What you will do: The records below are to be transcribed exactly as they appear.

Collected data:
►
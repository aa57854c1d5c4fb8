//! Transaction rows mirrored from the aggregator feed.
//!
//! The external id is the natural key: "added" events upsert on it,
//! "modified" events overwrite the mutable fields and "removed" events delete
//! the row.

use chrono::{DateTime, NaiveDate, Utc};
use sea_orm::entity::prelude::*;
use serde::Serialize;
use uuid::Uuid;

use crate::{Category, EngineError, MoneyCents};

/// A settled or pending card/bank transaction.
///
/// `amount` follows the aggregator sign convention: positive is money leaving
/// the account.
#[derive(Clone, Debug, PartialEq, Eq, Serialize)]
pub struct Transaction {
    pub id: Uuid,
    pub account_id: Uuid,
    pub external_id: String,
    pub amount: MoneyCents,
    pub date: NaiveDate,
    pub name: String,
    pub merchant_name: Option<String>,
    pub category: Category,
    pub source_categories: Vec<String>,
    pub pending: bool,
    pub payment_channel: Option<String>,
    pub created_at: DateTime<Utc>,
    pub updated_at: DateTime<Utc>,
}

impl Transaction {
    /// Pending and transfer transactions never trigger rules.
    pub fn is_rule_eligible(&self) -> bool {
        !self.pending && !self.category.is_transfer()
    }
}

#[derive(Clone, Debug, PartialEq, DeriveEntityModel)]
#[sea_orm(table_name = "transactions")]
pub struct Model {
    #[sea_orm(primary_key, auto_increment = false)]
    pub id: Uuid,
    pub account_id: Uuid,
    #[sea_orm(unique)]
    pub external_id: String,
    pub amount: i64,
    pub date: Date,
    pub name: String,
    pub merchant_name: Option<String>,
    pub category: String,
    pub source_categories: Json,
    pub pending: bool,
    pub payment_channel: Option<String>,
    pub created_at: DateTimeUtc,
    pub updated_at: DateTimeUtc,
}

#[derive(Copy, Clone, Debug, EnumIter, DeriveRelation)]
pub enum Relation {
    #[sea_orm(
        belongs_to = "super::accounts::Entity",
        from = "Column::AccountId",
        to = "super::accounts::Column::Id",
        on_update = "NoAction",
        on_delete = "Cascade"
    )]
    Account,
}

impl Related<super::accounts::Entity> for Entity {
    fn to() -> RelationDef {
        Relation::Account.def()
    }
}

impl ActiveModelBehavior for ActiveModel {}

impl TryFrom<Model> for Transaction {
    type Error = EngineError;

    fn try_from(model: Model) -> Result<Self, Self::Error> {
        // Hints are informational; a malformed blob must not hide the row.
        let source_categories =
            serde_json::from_value(model.source_categories).unwrap_or_default();
        Ok(Self {
            id: model.id,
            account_id: model.account_id,
            external_id: model.external_id,
            amount: MoneyCents::new(model.amount),
            date: model.date,
            name: model.name,
            merchant_name: model.merchant_name,
            category: Category::try_from(model.category.as_str())?,
            source_categories,
            pending: model.pending,
            payment_channel: model.payment_channel,
            created_at: model.created_at,
            updated_at: model.updated_at,
        })
    }
}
◄
Response:
repository aa57854c1d5c4fb8
//! Transaction rows mirrored from the aggregator feed.
//!
//! The external id is the natural key: "added" events upsert on it,
//! "modified" events overwrite the mutable fields and "removed" events delete
//! the row.

use chrono::{DateTime, NaiveDate, Utc};
use sea_orm::entity::prelude::*;
use serde::Serialize;
use uuid::Uuid;

use crate::{Category, EngineError, MoneyCents};

/// A settled or pending card/bank transaction.
///
/// `amount` follows the aggregator sign convention: positive is money leaving
/// the account.
#[derive(Clone, Debug, PartialEq, Eq, Serialize)]
pub struct Transaction {
    pub id: Uuid,
    pub account_id: Uuid,
    pub external_id: String,
    pub amount: MoneyCents,
    pub date: NaiveDate,
    pub name: String,
    pub merchant_name: Option<String>,
    pub category: Category,
    pub source_categories: Vec<String>,
    pub pending: bool,
    pub payment_channel: Option<String>,
    pub created_at: DateTime<Utc>,
    pub updated_at: DateTime<Utc>,
}

impl Transaction {
    /// Pending and transfer transactions never trigger rules.
    pub fn is_rule_eligible(&self) -> bool {
        !self.pending && !self.category.is_transfer()
    }
}

#[derive(Clone, Debug, PartialEq, DeriveEntityModel)]
#[sea_orm(table_name = "transactions")]
pub struct Model {
    #[sea_orm(primary_key, auto_increment = false)]
    pub id: Uuid,
    pub account_id: Uuid,
    #[sea_orm(unique)]
    pub external_id: String,
    pub amount: i64,
    pub date: Date,
    pub name: String,
    pub merchant_name: Option<String>,
    pub category: String,
    pub source_categories: Json,
    pub pending: bool,
    pub payment_channel: Option<String>,
    pub created_at: DateTimeUtc,
    pub updated_at: DateTimeUtc,
}

#[derive(Copy, Clone, Debug, EnumIter, DeriveRelation)]
pub enum Relation {
    #[sea_orm(
        belongs_to = "super::accounts::Entity",
        from = "Column::AccountId",
        to = "super::accounts::Column::Id",
        on_update = "NoAction",
        on_delete = "Cascade"
    )]
    Account,
}

impl Related<super::accounts::Entity> for Entity {
    fn to() -> RelationDef {
        Relation::Account.def()
    }
}

impl ActiveModelBehavior for ActiveModel {}

impl TryFrom<Model> for Transaction {
    type Error = EngineError;

    fn try_from(model: Model) -> Result<Self, Self::Error> {
        // Hints are informational; a malformed blob must not hide the row.
        let source_categories =
            serde_json::from_value(model.source_categories).unwrap_or_default();
        Ok(Self {
            id: model.id,
            account_id: model.account_id,
            external_id: model.external_id,
            amount: MoneyCents::new(model.amount),
            date: model.date,
            name: model.name,
            merchant_name: model.merchant_name,
            category: Category::try_from(model.category.as_str())?,
            source_categories,
            pending: model.pending,
            payment_channel: model.payment_channel,
            created_at: model.created_at,
            updated_at: model.updated_at,
        })
    }
}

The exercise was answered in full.